YOUR TASK. Look through the records and copy each line that has "PessimisticWrite" in it.

AVAILABLE DATA.
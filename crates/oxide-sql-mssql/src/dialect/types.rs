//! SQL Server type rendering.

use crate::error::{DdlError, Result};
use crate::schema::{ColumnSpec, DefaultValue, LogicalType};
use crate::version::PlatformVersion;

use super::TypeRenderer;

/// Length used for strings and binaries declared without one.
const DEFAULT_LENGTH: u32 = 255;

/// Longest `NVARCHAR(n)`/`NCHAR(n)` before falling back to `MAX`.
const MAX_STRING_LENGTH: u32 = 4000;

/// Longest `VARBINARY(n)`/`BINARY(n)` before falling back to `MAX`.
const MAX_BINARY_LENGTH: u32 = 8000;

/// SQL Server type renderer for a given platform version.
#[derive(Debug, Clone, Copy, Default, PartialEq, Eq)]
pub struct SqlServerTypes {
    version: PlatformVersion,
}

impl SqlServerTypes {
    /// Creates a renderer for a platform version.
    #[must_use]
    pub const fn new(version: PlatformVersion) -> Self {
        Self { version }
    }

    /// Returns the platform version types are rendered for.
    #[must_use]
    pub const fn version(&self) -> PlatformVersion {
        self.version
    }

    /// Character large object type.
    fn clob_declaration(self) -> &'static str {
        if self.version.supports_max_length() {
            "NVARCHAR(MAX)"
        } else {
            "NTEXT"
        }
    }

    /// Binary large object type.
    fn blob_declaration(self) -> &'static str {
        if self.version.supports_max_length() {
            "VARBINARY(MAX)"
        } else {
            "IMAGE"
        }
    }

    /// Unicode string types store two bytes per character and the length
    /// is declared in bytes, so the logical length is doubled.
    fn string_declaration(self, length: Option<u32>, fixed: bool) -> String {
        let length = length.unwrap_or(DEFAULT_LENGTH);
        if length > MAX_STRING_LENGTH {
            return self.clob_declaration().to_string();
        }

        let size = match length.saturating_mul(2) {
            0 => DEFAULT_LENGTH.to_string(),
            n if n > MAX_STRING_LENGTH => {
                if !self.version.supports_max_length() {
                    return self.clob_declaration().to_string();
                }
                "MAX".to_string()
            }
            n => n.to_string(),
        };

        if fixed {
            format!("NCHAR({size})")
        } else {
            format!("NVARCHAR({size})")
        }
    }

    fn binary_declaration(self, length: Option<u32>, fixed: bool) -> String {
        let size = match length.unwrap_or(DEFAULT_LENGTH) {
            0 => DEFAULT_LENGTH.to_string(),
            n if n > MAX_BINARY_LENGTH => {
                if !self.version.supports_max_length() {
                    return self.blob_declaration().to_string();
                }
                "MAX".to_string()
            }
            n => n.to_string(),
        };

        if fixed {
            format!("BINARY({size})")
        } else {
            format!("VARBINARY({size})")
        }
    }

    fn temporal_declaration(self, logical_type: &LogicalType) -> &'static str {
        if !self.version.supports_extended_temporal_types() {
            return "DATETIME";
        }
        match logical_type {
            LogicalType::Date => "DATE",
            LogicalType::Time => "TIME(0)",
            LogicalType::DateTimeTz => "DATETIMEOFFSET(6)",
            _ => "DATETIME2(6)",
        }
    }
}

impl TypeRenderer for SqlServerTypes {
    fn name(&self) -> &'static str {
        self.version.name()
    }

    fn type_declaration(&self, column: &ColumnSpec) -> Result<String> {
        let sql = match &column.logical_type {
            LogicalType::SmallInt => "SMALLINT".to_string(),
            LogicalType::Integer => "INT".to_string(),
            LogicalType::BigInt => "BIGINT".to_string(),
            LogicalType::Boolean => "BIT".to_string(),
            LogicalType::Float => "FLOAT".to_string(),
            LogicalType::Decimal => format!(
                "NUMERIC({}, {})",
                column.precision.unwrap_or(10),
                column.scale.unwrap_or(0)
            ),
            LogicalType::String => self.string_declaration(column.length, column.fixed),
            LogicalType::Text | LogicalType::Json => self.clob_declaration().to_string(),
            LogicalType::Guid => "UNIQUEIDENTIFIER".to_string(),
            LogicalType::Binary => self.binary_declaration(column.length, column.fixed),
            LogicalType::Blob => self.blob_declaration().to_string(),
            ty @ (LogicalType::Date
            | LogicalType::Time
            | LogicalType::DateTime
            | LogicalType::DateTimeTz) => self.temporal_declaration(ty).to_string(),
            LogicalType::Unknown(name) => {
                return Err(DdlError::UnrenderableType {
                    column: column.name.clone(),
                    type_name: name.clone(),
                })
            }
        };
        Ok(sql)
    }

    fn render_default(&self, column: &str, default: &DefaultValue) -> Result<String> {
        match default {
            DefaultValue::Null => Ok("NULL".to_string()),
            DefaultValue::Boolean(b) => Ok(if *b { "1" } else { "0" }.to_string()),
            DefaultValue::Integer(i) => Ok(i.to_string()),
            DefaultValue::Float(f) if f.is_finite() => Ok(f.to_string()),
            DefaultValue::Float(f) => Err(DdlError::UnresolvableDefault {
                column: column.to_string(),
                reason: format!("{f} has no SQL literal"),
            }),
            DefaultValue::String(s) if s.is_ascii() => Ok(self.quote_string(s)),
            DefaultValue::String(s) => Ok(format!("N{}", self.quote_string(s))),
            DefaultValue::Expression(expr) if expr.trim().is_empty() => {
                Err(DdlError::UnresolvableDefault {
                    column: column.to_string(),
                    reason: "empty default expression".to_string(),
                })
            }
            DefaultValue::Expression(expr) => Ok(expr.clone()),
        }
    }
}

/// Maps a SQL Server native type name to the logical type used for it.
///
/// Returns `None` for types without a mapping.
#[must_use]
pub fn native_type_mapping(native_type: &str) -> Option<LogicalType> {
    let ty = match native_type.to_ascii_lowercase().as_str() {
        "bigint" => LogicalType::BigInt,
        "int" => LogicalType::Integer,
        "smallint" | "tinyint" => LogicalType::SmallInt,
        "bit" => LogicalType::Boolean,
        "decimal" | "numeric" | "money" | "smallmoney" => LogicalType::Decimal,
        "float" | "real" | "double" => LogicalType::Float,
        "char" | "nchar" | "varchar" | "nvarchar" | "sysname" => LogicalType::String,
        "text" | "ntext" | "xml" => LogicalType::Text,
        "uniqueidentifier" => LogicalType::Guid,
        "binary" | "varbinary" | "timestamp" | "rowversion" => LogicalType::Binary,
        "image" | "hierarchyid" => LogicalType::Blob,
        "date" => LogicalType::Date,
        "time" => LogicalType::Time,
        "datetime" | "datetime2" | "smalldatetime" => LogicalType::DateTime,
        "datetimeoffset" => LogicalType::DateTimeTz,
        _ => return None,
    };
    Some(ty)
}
--
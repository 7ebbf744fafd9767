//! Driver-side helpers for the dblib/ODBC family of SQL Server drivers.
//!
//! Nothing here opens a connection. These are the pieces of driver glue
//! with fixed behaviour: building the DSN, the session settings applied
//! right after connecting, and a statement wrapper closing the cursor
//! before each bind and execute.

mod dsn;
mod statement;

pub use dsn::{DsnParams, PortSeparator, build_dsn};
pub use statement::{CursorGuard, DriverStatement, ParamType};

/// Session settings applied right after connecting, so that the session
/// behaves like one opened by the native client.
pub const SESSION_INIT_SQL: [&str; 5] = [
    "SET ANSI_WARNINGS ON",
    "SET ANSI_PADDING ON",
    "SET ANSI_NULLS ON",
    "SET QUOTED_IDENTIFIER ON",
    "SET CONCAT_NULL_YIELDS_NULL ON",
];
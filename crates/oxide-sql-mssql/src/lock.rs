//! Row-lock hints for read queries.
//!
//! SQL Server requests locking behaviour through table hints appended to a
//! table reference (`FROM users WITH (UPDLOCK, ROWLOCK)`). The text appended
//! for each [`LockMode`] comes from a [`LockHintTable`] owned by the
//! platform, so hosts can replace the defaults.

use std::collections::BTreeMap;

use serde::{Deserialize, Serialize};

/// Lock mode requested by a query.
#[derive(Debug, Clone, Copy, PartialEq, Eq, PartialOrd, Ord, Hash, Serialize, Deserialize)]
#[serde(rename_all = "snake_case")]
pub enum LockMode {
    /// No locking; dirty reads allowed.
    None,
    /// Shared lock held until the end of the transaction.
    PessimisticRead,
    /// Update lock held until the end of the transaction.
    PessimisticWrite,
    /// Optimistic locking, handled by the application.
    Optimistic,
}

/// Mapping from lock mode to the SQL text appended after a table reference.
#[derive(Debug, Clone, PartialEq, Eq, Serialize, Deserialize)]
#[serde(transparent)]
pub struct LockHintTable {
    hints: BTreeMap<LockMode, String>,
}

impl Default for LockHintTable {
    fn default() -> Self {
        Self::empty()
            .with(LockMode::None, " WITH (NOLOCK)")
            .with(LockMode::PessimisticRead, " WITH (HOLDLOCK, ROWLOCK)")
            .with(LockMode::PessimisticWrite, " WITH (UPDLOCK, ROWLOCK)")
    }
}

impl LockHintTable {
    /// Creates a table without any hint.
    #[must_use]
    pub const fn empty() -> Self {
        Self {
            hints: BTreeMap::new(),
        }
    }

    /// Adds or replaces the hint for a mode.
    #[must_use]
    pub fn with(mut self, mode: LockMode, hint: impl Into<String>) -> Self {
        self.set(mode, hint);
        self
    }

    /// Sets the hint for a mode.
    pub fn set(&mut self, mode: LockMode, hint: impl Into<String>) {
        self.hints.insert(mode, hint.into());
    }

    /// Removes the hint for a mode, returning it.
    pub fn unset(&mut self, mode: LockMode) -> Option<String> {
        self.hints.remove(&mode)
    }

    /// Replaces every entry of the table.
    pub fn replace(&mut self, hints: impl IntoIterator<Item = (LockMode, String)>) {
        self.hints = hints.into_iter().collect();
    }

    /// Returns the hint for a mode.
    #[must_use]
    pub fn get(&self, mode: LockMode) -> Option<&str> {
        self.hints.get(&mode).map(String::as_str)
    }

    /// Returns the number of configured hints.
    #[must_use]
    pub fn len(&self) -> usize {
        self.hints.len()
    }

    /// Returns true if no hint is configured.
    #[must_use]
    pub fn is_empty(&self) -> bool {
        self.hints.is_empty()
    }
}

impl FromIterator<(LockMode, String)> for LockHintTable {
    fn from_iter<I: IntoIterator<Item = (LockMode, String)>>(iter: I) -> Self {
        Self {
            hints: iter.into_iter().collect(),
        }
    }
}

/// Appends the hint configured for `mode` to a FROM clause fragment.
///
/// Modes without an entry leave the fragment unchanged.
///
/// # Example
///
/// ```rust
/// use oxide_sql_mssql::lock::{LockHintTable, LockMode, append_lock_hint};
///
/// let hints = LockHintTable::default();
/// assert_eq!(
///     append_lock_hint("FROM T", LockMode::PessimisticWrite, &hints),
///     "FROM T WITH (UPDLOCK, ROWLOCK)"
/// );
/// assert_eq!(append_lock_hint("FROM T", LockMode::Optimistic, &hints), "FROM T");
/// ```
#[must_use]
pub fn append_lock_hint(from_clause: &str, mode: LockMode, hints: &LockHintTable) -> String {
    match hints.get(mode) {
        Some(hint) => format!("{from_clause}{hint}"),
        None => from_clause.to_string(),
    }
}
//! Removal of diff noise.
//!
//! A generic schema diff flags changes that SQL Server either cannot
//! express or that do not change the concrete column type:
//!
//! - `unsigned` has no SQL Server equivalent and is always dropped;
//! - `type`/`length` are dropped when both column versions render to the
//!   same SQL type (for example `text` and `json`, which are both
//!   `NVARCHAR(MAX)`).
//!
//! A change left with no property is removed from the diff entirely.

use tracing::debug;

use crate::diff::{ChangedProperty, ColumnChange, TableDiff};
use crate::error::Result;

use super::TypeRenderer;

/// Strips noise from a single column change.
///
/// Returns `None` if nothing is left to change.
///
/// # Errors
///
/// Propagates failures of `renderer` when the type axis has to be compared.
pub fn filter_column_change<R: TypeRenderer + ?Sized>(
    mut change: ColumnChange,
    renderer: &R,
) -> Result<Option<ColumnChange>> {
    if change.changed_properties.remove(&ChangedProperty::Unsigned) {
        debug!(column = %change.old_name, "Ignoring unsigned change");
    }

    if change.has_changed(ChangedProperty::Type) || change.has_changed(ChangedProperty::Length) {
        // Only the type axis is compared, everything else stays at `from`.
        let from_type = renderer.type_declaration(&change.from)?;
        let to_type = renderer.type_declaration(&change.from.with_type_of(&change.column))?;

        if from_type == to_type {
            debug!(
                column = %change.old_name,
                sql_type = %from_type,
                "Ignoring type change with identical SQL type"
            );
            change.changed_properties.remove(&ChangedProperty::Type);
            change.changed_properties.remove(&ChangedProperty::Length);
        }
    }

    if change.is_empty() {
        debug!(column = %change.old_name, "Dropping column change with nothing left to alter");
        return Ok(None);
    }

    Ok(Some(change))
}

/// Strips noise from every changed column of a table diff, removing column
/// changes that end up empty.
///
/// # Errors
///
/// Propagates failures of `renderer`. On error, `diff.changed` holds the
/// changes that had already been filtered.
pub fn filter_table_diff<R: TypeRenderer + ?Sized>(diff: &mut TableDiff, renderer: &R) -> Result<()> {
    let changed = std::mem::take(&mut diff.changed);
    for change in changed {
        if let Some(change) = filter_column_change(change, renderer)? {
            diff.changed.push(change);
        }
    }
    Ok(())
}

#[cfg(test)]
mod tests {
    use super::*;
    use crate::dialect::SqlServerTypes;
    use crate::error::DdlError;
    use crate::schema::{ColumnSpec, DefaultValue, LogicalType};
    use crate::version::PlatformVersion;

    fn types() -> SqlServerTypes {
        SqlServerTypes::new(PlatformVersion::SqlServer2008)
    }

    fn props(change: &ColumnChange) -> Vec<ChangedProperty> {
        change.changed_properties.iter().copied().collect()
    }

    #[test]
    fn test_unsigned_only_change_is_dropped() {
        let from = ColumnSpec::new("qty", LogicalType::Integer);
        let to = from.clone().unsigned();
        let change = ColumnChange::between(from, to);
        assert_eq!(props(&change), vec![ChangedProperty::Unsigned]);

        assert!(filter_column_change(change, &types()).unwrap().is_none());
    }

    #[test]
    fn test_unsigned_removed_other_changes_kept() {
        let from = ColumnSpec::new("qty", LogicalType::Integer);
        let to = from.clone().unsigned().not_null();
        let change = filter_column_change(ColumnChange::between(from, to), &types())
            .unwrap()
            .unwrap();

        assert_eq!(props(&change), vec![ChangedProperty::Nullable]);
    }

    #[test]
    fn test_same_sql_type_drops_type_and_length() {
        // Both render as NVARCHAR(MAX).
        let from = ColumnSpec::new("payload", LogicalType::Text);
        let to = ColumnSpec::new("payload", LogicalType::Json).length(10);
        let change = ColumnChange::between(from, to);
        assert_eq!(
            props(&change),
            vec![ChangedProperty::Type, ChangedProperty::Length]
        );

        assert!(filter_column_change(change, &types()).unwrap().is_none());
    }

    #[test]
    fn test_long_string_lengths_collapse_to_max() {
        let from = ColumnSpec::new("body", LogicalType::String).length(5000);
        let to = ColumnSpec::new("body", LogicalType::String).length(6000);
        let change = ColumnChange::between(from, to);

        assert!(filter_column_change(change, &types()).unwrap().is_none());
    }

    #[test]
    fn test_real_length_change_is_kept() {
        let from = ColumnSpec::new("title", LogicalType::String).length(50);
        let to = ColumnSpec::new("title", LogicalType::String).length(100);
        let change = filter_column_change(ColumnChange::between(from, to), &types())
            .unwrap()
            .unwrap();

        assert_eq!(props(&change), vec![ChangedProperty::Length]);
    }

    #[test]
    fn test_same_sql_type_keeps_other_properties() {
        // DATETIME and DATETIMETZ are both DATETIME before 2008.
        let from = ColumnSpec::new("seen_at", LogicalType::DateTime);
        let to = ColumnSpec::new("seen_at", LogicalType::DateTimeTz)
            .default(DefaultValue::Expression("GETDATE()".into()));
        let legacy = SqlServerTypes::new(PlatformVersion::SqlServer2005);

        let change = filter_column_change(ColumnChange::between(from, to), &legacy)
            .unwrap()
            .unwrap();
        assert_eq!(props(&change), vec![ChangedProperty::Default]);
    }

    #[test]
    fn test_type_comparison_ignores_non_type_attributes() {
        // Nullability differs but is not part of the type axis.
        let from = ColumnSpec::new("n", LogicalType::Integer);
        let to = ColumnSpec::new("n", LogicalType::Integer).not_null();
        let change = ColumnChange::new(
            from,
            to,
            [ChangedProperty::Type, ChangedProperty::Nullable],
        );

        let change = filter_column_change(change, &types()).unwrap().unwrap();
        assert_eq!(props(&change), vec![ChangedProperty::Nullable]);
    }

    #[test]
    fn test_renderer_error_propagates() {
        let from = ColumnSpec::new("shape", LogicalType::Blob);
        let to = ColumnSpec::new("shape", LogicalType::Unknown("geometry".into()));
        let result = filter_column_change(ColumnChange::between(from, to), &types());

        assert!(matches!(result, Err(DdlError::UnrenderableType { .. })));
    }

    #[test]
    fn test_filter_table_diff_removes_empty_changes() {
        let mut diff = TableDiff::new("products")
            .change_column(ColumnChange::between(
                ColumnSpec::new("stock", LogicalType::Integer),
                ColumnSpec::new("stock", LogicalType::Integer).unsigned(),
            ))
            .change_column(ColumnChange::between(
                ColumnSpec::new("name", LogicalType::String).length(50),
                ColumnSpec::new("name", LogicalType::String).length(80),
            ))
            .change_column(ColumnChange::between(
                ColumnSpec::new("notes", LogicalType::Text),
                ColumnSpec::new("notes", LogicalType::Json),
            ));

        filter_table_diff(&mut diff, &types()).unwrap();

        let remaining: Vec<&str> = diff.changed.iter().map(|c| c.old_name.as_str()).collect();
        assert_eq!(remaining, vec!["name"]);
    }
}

SOLUTION.
    PessimisticWrite,
            .with(LockMode::PessimisticWrite, " WITH (UPDLOCK, ROWLOCK)")
///     append_lock_hint("FROM T", LockMode::PessimisticWrite, &hints),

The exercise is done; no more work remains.